Have you ever had an idea that no one else has had before? An original thought that you were the first to come up with. An overlooked detail only you noticed. I ask because I recently rewatched A Beautiful Mind, and it brought back a specific memory from my college days.
The Wealth of Nash-ions
At the start of that film, John Nash is a young man attempting to make a name for himself. He despises attending lectures because he believes repeating memorized lessons on the discoveries of his predecessors serves only to dull his brain and keep him from coming up with his own original thought. After receiving a lot of criticism from his professors and peers for his unorthodox approach to learning, he is finally vindicated when he comes up with his own economic theory that contradicts centuries of economic theories starting with the great Adam Smith. He launches a brilliant career on the strength of that theory.
That got me thinking about the way we are taught as children. We don’t gain knowledge the way that the greatest minds in history did. Did Sir Isaac Newton or Albert Einstein simply memorize facts and repeat them to get a good grade on tests? No! They went against established principles and questioned everything until they came up with their own theories, which proved to be remarkably correct. It takes courage to stand out and think differently.
Marching to a Different Tune
I wouldn’t put myself in the same category of intellect as Nash, Newton, or Einstein, but I have always had an inquisitive mind, so at least I share that much in common with them. Near the end of my time at college, I took my last English class, which was very advanced. Most of the course consisted of reading a book called Middlemarch by George Eliot. Senioritis had set in pretty hard, so my work ethic was less than stellar through most of the course when it came to doing the reading on time. This was detrimental to my grade because we were quizzed each week on the assigned chapters, and I kept failing to read to the end.
But the real test came at the end of the semester. We had a 20-page final paper coming due that would account for the vast majority of our overall grade for the class. The professor challenged us to position ourselves in the literary community or, in other words, to say something about Middlemarch that no other academic had ever before said about it. If we just agreed with what other experts were saying, we would assuredly get a C on our final paper. The only way to get an A would be to think outside the box.
I racked my brain to come up with something unique to say about the main character or the story at large, but nothing ever came. My heart just wasn’t in it. Just days before the paper was due, I hadn’t even started on it, but that’s when inspiration struck. The only character who I was interested in at all was a preacher who wants to be rid of a man who is threatening to blackmail him for his past misdeeds that he’s tried to keep quiet.
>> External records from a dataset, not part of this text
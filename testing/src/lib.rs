//! # Interpose Testing
//!
//! Testing utilities and helpers for the Interpose request pipeline.
//!
//! This crate provides:
//! - Deterministic request ids and a scripted fake network
//! - An event recorder that captures every life-cycle event
//! - A fluent Given-When-Then harness for single requests
//! - Assertion helpers for life-cycle ordering
//! - Property-based testing strategies
//!
//! ## Example
//!
//! ```
//! use interpose_core::{CapturedRequest, EventName, Handler, Method, Response, StatusCode};
//! use interpose_testing::PipelineTest;
//!
//! # #[tokio::main(flavor = "current_thread")]
//! # async fn main() {
//! PipelineTest::new()
//!     .given_handlers([Handler::get("/me", |_| async {
//!         Ok(Some(Response::text(StatusCode::OK, "mocked")))
//!     })
//!     .unwrap()])
//!     .when_request(CapturedRequest::builder(Method::GET, "http://app.test/me").build().unwrap())
//!     .then_events(&[
//!         EventName::RequestStart,
//!         EventName::RequestMatch,
//!         EventName::RequestEnd,
//!         EventName::ResponseMocked,
//!     ])
//!     .then_network_calls(0)
//!     .run()
//!     .await;
//! # }
//! ```

/// Deterministic stand-ins for the network and id generation
pub mod mocks;

/// Life-cycle event recording
pub mod recorder;


/// Helper assertions for life-cycle events
pub mod assertions;

/// Property-based testing utilities using proptest.
pub mod properties {
    use proptest::prelude::*;

    /// Lowercase path segments such as `users` or `a1b2`.
    pub fn path_segment() -> impl Strategy<Value = String> {
        "[a-z][a-z0-9]{0,11}"
    }

    /// Absolute paths with one to four segments.
    pub fn path() -> impl Strategy<Value = String> {
        prop::collection::vec(path_segment(), 1..=4).prop_map(|segments| format!("/{}", segments.join("/")))
    }

    /// Absolute `http(s)` URLs on a `.test` host.
    pub fn url() -> impl Strategy<Value = String> {
        (prop_oneof![Just("http"), Just("https")], path_segment(), path())
            .prop_map(|(scheme, host, path)| format!("{scheme}://{host}.test{path}"))
    }
}

/// Install a `tracing` subscriber that writes through the test harness.
///
/// Honors `RUST_LOG`; defaults to `warn`. Safe to call from every test.
pub fn init_tracing() {
    let filter = tracing_subscriber::EnvFilter::try_from_default_env()
        .unwrap_or_else(|_| tracing_subscriber::EnvFilter::new("warn"));
    let _ = tracing_subscriber::fmt()
        .with_env_filter(filter)
        .with_test_writer()
        .try_init();
}

// Re-export commonly used items
pub use mocks::{FakeNetwork, SequentialIdGenerator};
pub use pipeline_test::PipelineTest;
pub use recorder::EventRecorder;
One day, the man falls ill, and the preacher decides to wait to call a doctor instead of helping him right away. Because of his inaction, the man dies shortly after. In all the literature I had read, I had only heard experts describe the preacher as deluded into believing he was serving God by deceiving people and protecting himself. But I realized that they were only seeing part of the story. He wasn’t convinced he was serving God; he was convinced he was acting as God. He thought that everything he was doing was moral because he had put himself in the role of God, deciding who lives and who dies. I had my hook.
I stayed up all night writing my paper the day before it was due. I turned it in the next morning, and I never heard back from the professor about exactly what he thought of it, but I did see my final grade for the class: A. That said it all.
Bringing Something New to the Table
Wouldn’t it be interesting if it was a requirement to graduate or to receive some other honor that the recipient must have their own original thought on the subject they are studying? It’s not enough to agree with the experts. They must use their mind to understand the source of the wisdom of their predecessors and expand upon it. I don’t see any problem with agreeing with great figures from the past when they were right. I mean, the U.S. Constitution doesn’t need to be scrapped because of a few minor flaws. But I like being open to the idea of walking in their footsteps and analyzing the thought processes that went into their conclusions, not just studying the conclusions themselves. There is a lot of insight to be gleaned in this way as to the reasons why things work as they do.
I don’t consider all the literary experts on Middlemarch to be wrong and only myself right. I just think I have something to contribute to their ideas – a fresh perspective. I also doubt John Nash thought every one of Adam Smith’s theories were incorrect when he managed to improve upon some of them. The point is not to prove others wrong, but to join the ranks of the experts and consider them your peers by having something of note to bring to the table. It’s not enough to feast on the buffet of knowledge. We also need to bring our own potluck dish.
So, have you ever had an idea that no one else has had before? I’d be interested to hear it, if you’d like to share.
This is the Deja Reviewer bidding you farewell until we meet again.